Concerns over search for new steam fair travellers’ site
VILLAGERS are demanding fair play in the search for a temporary site to house gypsies and travellers visiting the Great Dorset Steam Fair.
And parish leaders in Tarrant Monkton and Tarrant Launceston have also cried foul after the Press was excluded from a meeting held to discuss alternative sites in other villages.
Dorset County Council has used a field on the eastern side of the C25 road, south of Hyde Hill, since 2007, despite calls from councillors on its planning committee for alternative sites to consider.
A meeting to discuss 17 possible locations for the camp was hosted by North Dorset District Council last Friday. Invited parish councillors and members of the public attended.
Cllr Kate Graeme-Cook, a parish councillor for Monkton and Launceston, said no official consideration had been given to the impact of the traveller camp on local people.
“The Steam Fair is the biggest outdoor event in Europe, attracting some 250,000 people. It is totally unacceptable for the impact on the local community not to be included as criteria,” she said.
She questioned why her council’s preferred site at Collingwood Corner had been marked down on planning grounds before the county council’s planning committee had ruled on it.
And she challenged County Hall officers’ claims that public order legislation could not be enforced if the travellers’ camp was housed on the steam fair site.

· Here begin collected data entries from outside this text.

use bevy_egui::egui;

use crate::content::{CV_FILE, HERO_KICKER, HERO_PHONE, HERO_SUBTITLE, HERO_TITLE, SOCIAL_LINKS};
use crate::imaging::get_or_load;
use crate::state::AppState;
use crate::ui::widgets::{open_external, scaled_font, scaled_margin};

/// How far (in points) the background blobs drift at full parallax.
const BLOB_DRIFT: f32 = 26.0;
const PORTRAIT_DRIFT: f32 = 10.0;

pub fn render_hero(ui: &mut egui::Ui, state: &mut AppState) {
    let ui_scale = state.config.ui_scale;
    let width = ui.available_width();
    let height = (ui.ctx().screen_rect().height() * 0.82).max(420.0);

    let (rect, response) = ui.allocate_exact_size(egui::vec2(width, height), egui::Sense::hover());
    let painter = ui.painter_at(rect);

    // Pointer-parallax target: pointer position over the section mapped to
    // [-1, 1] per axis; leaving the section eases back to the origin.
    // Touch-like pointers get no parallax, same as coarse-pointer devices
    // in the original.
    let touch_like = ui.input(|i| i.any_touches());
    if touch_like {
        state.parallax.release();
    } else if let Some(pos) = response.hover_pos() {
        let relative_x = (pos.x - rect.left()) / rect.width();
        let relative_y = (pos.y - rect.top()) / rect.height();
        state.parallax.retarget((relative_x - 0.5) * 2.0, (relative_y - 0.5) * 2.0);
    } else {
        state.parallax.release();
    }
    let (par_x, par_y) = state.parallax.offset();

    // Backdrop with two drifting color blobs.
    painter.rect_filled(rect, 0.0, egui::Color32::from_rgb(14, 12, 22));
    painter.circle_filled(
        rect.left_top() + egui::vec2(rect.width() * 0.22 + par_x * BLOB_DRIFT, rect.height() * 0.3 + par_y * BLOB_DRIFT),
        rect.width() * 0.18,
        egui::Color32::from_rgba_unmultiplied(255, 125, 63, 26),
    );
    painter.circle_filled(
        rect.left_top() + egui::vec2(rect.width() * 0.78 - par_x * BLOB_DRIFT, rect.height() * 0.62 - par_y * BLOB_DRIFT),
        rect.width() * 0.22,
        egui::Color32::from_rgba_unmultiplied(110, 84, 255, 22),
    );

    // Two columns: copy on the left, portrait stage on the right.
    let margin = scaled_margin(48.0, ui_scale);
    let copy_rect = egui::Rect::from_min_max(
        rect.left_top() + egui::vec2(margin, rect.height() * 0.18),
        egui::pos2(rect.left() + rect.width() * 0.56, rect.bottom() - margin),
    );
    let stage_rect = egui::Rect::from_min_max(
        egui::pos2(rect.left() + rect.width() * 0.6, rect.top() + rect.height() * 0.12),
        rect.right_bottom() - egui::vec2(margin, rect.height() * 0.1),
    );

    render_copy(ui, state, copy_rect, ui_scale);
    render_portrait(ui, state, stage_rect, (par_x, par_y));
}

fn render_copy(ui: &mut egui::Ui, state: &mut AppState, rect: egui::Rect, ui_scale: f32) {
    let ctx = ui.ctx().clone();
    let mut copy_ui = ui.new_child(egui::UiBuilder::new().max_rect(rect).layout(egui::Layout::top_down(egui::Align::Min)));
    let copy_ui = &mut copy_ui;

    copy_ui.label(
        egui::RichText::new(HERO_KICKER)
            .size(scaled_font(14.0, ui_scale))
            .color(egui::Color32::from_rgb(255, 171, 107))
            .strong(),
    );
    copy_ui.add_space(scaled_margin(10.0, ui_scale));
    copy_ui.label(
        egui::RichText::new(HERO_TITLE)
            .size(scaled_font(34.0, ui_scale))
            .color(egui::Color32::WHITE)
            .strong(),
    );
    copy_ui.add_space(scaled_margin(10.0, ui_scale));
    copy_ui.label(
        egui::RichText::new(HERO_SUBTITLE)
            .size(scaled_font(16.0, ui_scale))
            .color(egui::Color32::from_gray(190)),
    );

    copy_ui.add_space(scaled_margin(18.0, ui_scale));
    copy_ui.horizontal(|ui| {
        if ui
            .button(egui::RichText::new("Download My CV").size(scaled_font(15.0, ui_scale)))
            .clicked()
        {
            // The CV ships with the app; hand it to the OS like any other
            // external resource.
            open_external(&ctx, CV_FILE, false);
            state.set_status(format!("Opening {}", CV_FILE));
        }
        if ui
            .button(egui::RichText::new("Contact Me").size(scaled_font(15.0, ui_scale)))
            .clicked()
        {
            open_external(&ctx, HERO_PHONE, false);
        }
    });

    copy_ui.add_space(scaled_margin(16.0, ui_scale));
    copy_ui.horizontal(|ui| {
        for social in &SOCIAL_LINKS {
            let label = if social.glyph.is_empty() {
                social.label.to_string()
            } else {
                format!("{} {}", social.glyph, social.label)
            };
            if ui
                .button(egui::RichText::new(label).size(scaled_font(13.0, ui_scale)))
                .on_hover_text(social.url)
                .clicked()
            {
                open_external(&ctx, social.url, social.new_tab);
            }
        }
    });
}

fn render_portrait(ui: &mut egui::Ui, state: &mut AppState, rect: egui::Rect, parallax: (f32, f32)) {
    let painter = ui.painter_at(rect);
    let drift = egui::vec2(-parallax.0 * PORTRAIT_DRIFT, -parallax.1 * PORTRAIT_DRIFT);
    let stage = rect.translate(drift);

    painter.rect_filled(stage, 18.0, egui::Color32::from_rgb(24, 20, 36));

    let texture = state.portrait_source().and_then(|path| {
        let texture = get_or_load(
            ui.ctx(),
            &mut state.texture_cache,
            &mut state.failed_assets,
            path,
        );
        if texture.is_none() {
            // Primary failed: swap to the fallback exactly once. A failing
            // fallback leaves the painted placeholder below.
            state.note_portrait_failure();
        }
        texture
    });

    match texture {
        Some(texture) => {
            let uv = egui::Rect::from_min_max(egui::pos2(0.0, 0.0), egui::pos2(1.0, 1.0));
            painter.image(texture.id(), stage.shrink(8.0), uv, egui::Color32::WHITE);
        }
        None => {
            painter.text(
                stage.center(),
                egui::Align2::CENTER_CENTER,
                "Portrait of AI Product Owner",
                egui::FontId::proportional(scaled_font(14.0, state.config.ui_scale)),
                egui::Color32::from_gray(140),
            );
        }
    }

    // Warm glow along the stage bottom.
    painter.rect_filled(
        egui::Rect::from_min_max(stage.left_bottom() - egui::vec2(0.0, 18.0), stage.right_bottom()),
        18.0,
        egui::Color32::from_rgba_unmultiplied(255, 125, 63, 18),
    );
}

But Mike Evans, a business manager with Dorset County Council, specialising in issues with travellers, rejected Mrs Graeme-Cook’s arguments.
He said the Steam Fair site had not been made available to the council as a location for the travellers’ camp, making the argument about the use of police powers academic.
And he argued that the site at Collingwood Corner would extend the Steam Fair’s “footprint”, making it visible to villagers in Pimperne.
“Early discussions” with the county council’s planning department had indicated that the Collingwood Corner site would be unlikely to gain permission, he added.
Parishes have been asked to submit their preferred site to Mr Evans by March 31.
He will present the suggestions to the county council’s cabinet soon after.